§ Work to complete
Restate the records below word for word.

=== Section Start ===

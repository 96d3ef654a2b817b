/// Topic bus layer on NATS
///
/// The engine's three exchanges map onto NATS subject prefixes:
/// - `sensors.<aid>.<sid>`: sensor readings, inbound and outbound
/// - `workflow.<target>.<aid>.<wid>.<start|stop>`: fleet commands
/// - `account.<aid>.delete`: account-deletion fanout
/// plus the `rpc_sensors_latest` request/reply subject used to replay the
/// latest known sensor values when a workflow starts mid-stream.
///
/// Subject tokens cannot be empty, so a command addressed to no worker (the
/// broadcast stop) carries `-` as its target. `-` never names a worker, so
/// every worker fails the start-target comparison and stop ignores the token
/// entirely.

use anyhow::{anyhow, Context, Result};
use chrono::{SecondsFormat, Utc};
use rand::distributions::Alphanumeric;
use rand::Rng;
use serde::{Deserialize, Serialize};
use std::time::Duration;
use uuid::Uuid;

use crate::workflow::WorkflowRecord;

/// Target token standing in for "no worker" on broadcast commands.
pub const EMPTY_TARGET: &str = "-";

/// Wildcard consumed by the supervisor's command loop.
pub const COMMAND_WILDCARD: &str = "workflow.>";

/// Wildcard consumed by the account-deletion loop.
pub const ACCOUNT_DELETE_WILDCARD: &str = "account.*.delete";

/// Request/reply subject answering with the latest sensor snapshots of an
/// account.
pub const RPC_SENSORS_LATEST: &str = "rpc_sensors_latest";

/// How long a starting workflow waits for the latest-sensors reply before
/// going live with only the live stream.
pub const LATEST_SENSORS_DEADLINE: Duration = Duration::from_secs(60);

/// Verbs understood by the supervisor.
#[derive(Debug, Clone, Copy, PartialEq, Eq)]
pub enum CommandVerb {
    Start,
    Stop,
}

/// A parsed fleet command routing key.
#[derive(Debug, Clone, PartialEq, Eq)]
pub struct Command {
    pub target: String,
    pub account_id: String,
    pub workflow_id: String,
    pub verb: CommandVerb,
}

/// One replayed sensor snapshot from the latest-sensors RPC.
#[derive(Debug, Clone, Default, Serialize, Deserialize)]
pub struct SensorSnapshot {
    #[serde(default)]
    pub aid: String,
    #[serde(default)]
    pub sid: String,
    #[serde(default)]
    pub data: serde_json::Map<String, serde_json::Value>,
}

/// Connect to the bus. A lost connection is fatal at process scope: the
/// deployment restarts the worker rather than the worker replaying state.
pub async fn connect(url: &str) -> Result<async_nats::Client> {
    let client = async_nats::ConnectOptions::new()
        .event_callback(|event| async move {
            match event {
                async_nats::Event::Closed => {
                    tracing::error!("❌ bus connection closed, terminating");
                    std::process::exit(1);
                }
                other => tracing::warn!("⚠️ bus event: {:?}", other),
            }
        })
        .connect(url)
        .await
        .with_context(|| format!("failed to connect to NATS at {url}"))?;
    Ok(client)
}

pub fn sensor_subject(aid: &str, sid: &str) -> String {
    format!("sensors.{aid}.{sid}")
}

pub fn command_subject(target: &str, aid: &str, wid: &str, verb: &str) -> String {
    let target = if target.is_empty() { EMPTY_TARGET } else { target };
    format!("workflow.{target}.{aid}.{wid}.{verb}")
}

pub fn account_delete_subject(aid: &str) -> String {
    format!("account.{aid}.delete")
}

/// Per-workflow consumer queue name, unique per instantiation.
pub fn queue_name(worker: &str, aid: Uuid, wid: Uuid) -> String {
    let nonce: String = rand::thread_rng()
        .sample_iter(&Alphanumeric)
        .take(6)
        .map(char::from)
        .collect();
    format!("{worker}_{aid}_{wid}_{nonce}")
}

/// Split a sensor subject back into (account id, sensor id).
pub fn parse_sensor_subject(subject: &str) -> Option<(&str, &str)> {
    let rest = subject.strip_prefix("sensors.")?;
    let (aid, sid) = rest.split_once('.')?;
    if aid.is_empty() || sid.is_empty() || sid.contains('.') {
        return None;
    }
    Some((aid, sid))
}

/// Parse a command subject into its routing grammar
/// `<target>.<aid>.<wid>.<verb>`. Unknown verbs and malformed keys yield
/// None; the caller logs and skips them.
pub fn parse_command_subject(subject: &str) -> Option<Command> {
    let rest = subject.strip_prefix("workflow.")?;
    let parts: Vec<&str> = rest.split('.').collect();
    if parts.len() != 4 {
        return None;
    }
    let verb = match parts[3] {
        "start" => CommandVerb::Start,
        "stop" => CommandVerb::Stop,
        _ => return None,
    };
    Some(Command {
        target: parts[0].to_string(),
        account_id: parts[1].to_string(),
        workflow_id: parts[2].to_string(),
        verb,
    })
}

/// Extract the account id from an `account.<aid>.delete` subject.
pub fn parse_account_delete_subject(subject: &str) -> Option<Uuid> {
    let rest = subject.strip_prefix("account.")?;
    let (aid, _) = rest.split_once('.')?;
    Uuid::parse_str(aid).ok()
}

fn timestamp_headers() -> async_nats::HeaderMap {
    let mut headers = async_nats::HeaderMap::new();
    headers.insert(
        "timestamp",
        Utc::now().to_rfc3339_opts(SecondsFormat::Nanos, true).as_str(),
    );
    headers
}

/// Publish one sensor reading.
pub async fn publish_sensor(
    client: &async_nats::Client,
    aid: &str,
    sid: &str,
    body: Vec<u8>,
) -> Result<()> {
    client
        .publish_with_headers(sensor_subject(aid, sid), timestamp_headers(), body.into())
        .await
        .context("failed to publish sensor message")?;
    Ok(())
}

/// Broadcast a start command carrying the persisted workflow record. Every
/// worker sees it; the named target starts the workflow, everyone else drops
/// any replica they own.
pub async fn send_start_command(
    client: &async_nats::Client,
    record: &WorkflowRecord,
) -> Result<()> {
    let body = serde_json::to_vec(record)?;
    let subject = command_subject(
        &record.worker,
        &record.account_id.to_string(),
        &record.id.to_string(),
        "start",
    );
    client
        .publish_with_headers(subject, timestamp_headers(), body.into())
        .await
        .context("failed to publish start command")?;
    Ok(())
}

/// Broadcast a stop command with no target, so every worker cleans up.
pub async fn send_stop_command(client: &async_nats::Client, aid: &str, wid: &str) -> Result<()> {
    let subject = command_subject(EMPTY_TARGET, aid, wid, "stop");
    client
        .publish_with_headers(subject, timestamp_headers(), Vec::new().into())
        .await
        .context("failed to publish stop command")?;
    Ok(())
}

/// Ask the sensor service for the latest known values of an account, bounded
/// by [`LATEST_SENSORS_DEADLINE`]. On timeout the caller proceeds with only
/// live data.
pub async fn latest_sensors(
    client: &async_nats::Client,
    aid: Uuid,
) -> Result<Vec<SensorSnapshot>> {
    let request = serde_json::json!({ "aid": aid });
    let reply = tokio::time::timeout(
        LATEST_SENSORS_DEADLINE,
        client.request(RPC_SENSORS_LATEST, serde_json::to_vec(&request)?.into()),
    )
    .await
    .map_err(|_| anyhow!("latest sensors request timed out"))?
    .context("latest sensors request failed")?;

    let snapshots: Vec<SensorSnapshot> = serde_json::from_slice(&reply.payload)
        .context("could not decode latest sensors reply")?;
    Ok(snapshots)
}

=== Section End ===

§ Output of the task
repository 96d3ef654a2b817b
/// Topic bus layer on NATS
///
/// The engine's three exchanges map onto NATS subject prefixes:
/// - `sensors.<aid>.<sid>`: sensor readings, inbound and outbound
/// - `workflow.<target>.<aid>.<wid>.<start|stop>`: fleet commands
/// - `account.<aid>.delete`: account-deletion fanout
/// plus the `rpc_sensors_latest` request/reply subject used to replay the
/// latest known sensor values when a workflow starts mid-stream.
///
/// Subject tokens cannot be empty, so a command addressed to no worker (the
/// broadcast stop) carries `-` as its target. `-` never names a worker, so
/// every worker fails the start-target comparison and stop ignores the token
/// entirely.

use anyhow::{anyhow, Context, Result};
use chrono::{SecondsFormat, Utc};
use rand::distributions::Alphanumeric;
use rand::Rng;
use serde::{Deserialize, Serialize};
use std::time::Duration;
use uuid::Uuid;

use crate::workflow::WorkflowRecord;

/// Target token standing in for "no worker" on broadcast commands.
pub const EMPTY_TARGET: &str = "-";

/// Wildcard consumed by the supervisor's command loop.
pub const COMMAND_WILDCARD: &str = "workflow.>";

/// Wildcard consumed by the account-deletion loop.
pub const ACCOUNT_DELETE_WILDCARD: &str = "account.*.delete";

/// Request/reply subject answering with the latest sensor snapshots of an
/// account.
pub const RPC_SENSORS_LATEST: &str = "rpc_sensors_latest";

/// How long a starting workflow waits for the latest-sensors reply before
/// going live with only the live stream.
pub const LATEST_SENSORS_DEADLINE: Duration = Duration::from_secs(60);

/// Verbs understood by the supervisor.
#[derive(Debug, Clone, Copy, PartialEq, Eq)]
pub enum CommandVerb {
    Start,
    Stop,
}

/// A parsed fleet command routing key.
#[derive(Debug, Clone, PartialEq, Eq)]
pub struct Command {
    pub target: String,
    pub account_id: String,
    pub workflow_id: String,
    pub verb: CommandVerb,
}

/// One replayed sensor snapshot from the latest-sensors RPC.
#[derive(Debug, Clone, Default, Serialize, Deserialize)]
pub struct SensorSnapshot {
    #[serde(default)]
    pub aid: String,
    #[serde(default)]
    pub sid: String,
    #[serde(default)]
    pub data: serde_json::Map<String, serde_json::Value>,
}

/// Connect to the bus. A lost connection is fatal at process scope: the
/// deployment restarts the worker rather than the worker replaying state.
pub async fn connect(url: &str) -> Result<async_nats::Client> {
    let client = async_nats::ConnectOptions::new()
        .event_callback(|event| async move {
            match event {
                async_nats::Event::Closed => {
                    tracing::error!("❌ bus connection closed, terminating");
                    std::process::exit(1);
                }
                other => tracing::warn!("⚠️ bus event: {:?}", other),
            }
        })
        .connect(url)
        .await
        .with_context(|| format!("failed to connect to NATS at {url}"))?;
    Ok(client)
}

pub fn sensor_subject(aid: &str, sid: &str) -> String {
    format!("sensors.{aid}.{sid}")
}

pub fn command_subject(target: &str, aid: &str, wid: &str, verb: &str) -> String {
    let target = if target.is_empty() { EMPTY_TARGET } else { target };
    format!("workflow.{target}.{aid}.{wid}.{verb}")
}

pub fn account_delete_subject(aid: &str) -> String {
    format!("account.{aid}.delete")
}

/// Per-workflow consumer queue name, unique per instantiation.
pub fn queue_name(worker: &str, aid: Uuid, wid: Uuid) -> String {
    let nonce: String = rand::thread_rng()
        .sample_iter(&Alphanumeric)
        .take(6)
        .map(char::from)
        .collect();
    format!("{worker}_{aid}_{wid}_{nonce}")
}

/// Split a sensor subject back into (account id, sensor id).
pub fn parse_sensor_subject(subject: &str) -> Option<(&str, &str)> {
    let rest = subject.strip_prefix("sensors.")?;
    let (aid, sid) = rest.split_once('.')?;
    if aid.is_empty() || sid.is_empty() || sid.contains('.') {
        return None;
    }
    Some((aid, sid))
}

/// Parse a command subject into its routing grammar
/// `<target>.<aid>.<wid>.<verb>`. Unknown verbs and malformed keys yield
/// None; the caller logs and skips them.
pub fn parse_command_subject(subject: &str) -> Option<Command> {
    let rest = subject.strip_prefix("workflow.")?;
    let parts: Vec<&str> = rest.split('.').collect();
    if parts.len() != 4 {
        return None;
    }
    let verb = match parts[3] {
        "start" => CommandVerb::Start,
        "stop" => CommandVerb::Stop,
        _ => return None,
    };
    Some(Command {
        target: parts[0].to_string(),
        account_id: parts[1].to_string(),
        workflow_id: parts[2].to_string(),
        verb,
    })
}

/// Extract the account id from an `account.<aid>.delete` subject.
pub fn parse_account_delete_subject(subject: &str) -> Option<Uuid> {
    let rest = subject.strip_prefix("account.")?;
    let (aid, _) = rest.split_once('.')?;
    Uuid::parse_str(aid).ok()
}

fn timestamp_headers() -> async_nats::HeaderMap {
    let mut headers = async_nats::HeaderMap::new();
    headers.insert(
        "timestamp",
        Utc::now().to_rfc3339_opts(SecondsFormat::Nanos, true).as_str(),
    );
    headers
}

/// Publish one sensor reading.
pub async fn publish_sensor(
    client: &async_nats::Client,
    aid: &str,
    sid: &str,
    body: Vec<u8>,
) -> Result<()> {
    client
        .publish_with_headers(sensor_subject(aid, sid), timestamp_headers(), body.into())
        .await
        .context("failed to publish sensor message")?;
    Ok(())
}

/// Broadcast a start command carrying the persisted workflow record. Every
/// worker sees it; the named target starts the workflow, everyone else drops
/// any replica they own.
pub async fn send_start_command(
    client: &async_nats::Client,
    record: &WorkflowRecord,
) -> Result<()> {
    let body = serde_json::to_vec(record)?;
    let subject = command_subject(
        &record.worker,
        &record.account_id.to_string(),
        &record.id.to_string(),
        "start",
    );
    client
        .publish_with_headers(subject, timestamp_headers(), body.into())
        .await
        .context("failed to publish start command")?;
    Ok(())
}

/// Broadcast a stop command with no target, so every worker cleans up.
pub async fn send_stop_command(client: &async_nats::Client, aid: &str, wid: &str) -> Result<()> {
    let subject = command_subject(EMPTY_TARGET, aid, wid, "stop");
    client
        .publish_with_headers(subject, timestamp_headers(), Vec::new().into())
        .await
        .context("failed to publish stop command")?;
    Ok(())
}

/// Ask the sensor service for the latest known values of an account, bounded
/// by [`LATEST_SENSORS_DEADLINE`]. On timeout the caller proceeds with only
/// live data.
pub async fn latest_sensors(
    client: &async_nats::Client,
    aid: Uuid,
) -> Result<Vec<SensorSnapshot>> {
    let request = serde_json::json!({ "aid": aid });
    let reply = tokio::time::timeout(
        LATEST_SENSORS_DEADLINE,
        client.request(RPC_SENSORS_LATEST, serde_json::to_vec(&request)?.into()),
    )
    .await
    .map_err(|_| anyhow!("latest sensors request timed out"))?
    .context("latest sensors request failed")?;

    let snapshots: Vec<SensorSnapshot> = serde_json::from_slice(&reply.payload)
        .context("could not decode latest sensors reply")?;
    Ok(snapshots)
}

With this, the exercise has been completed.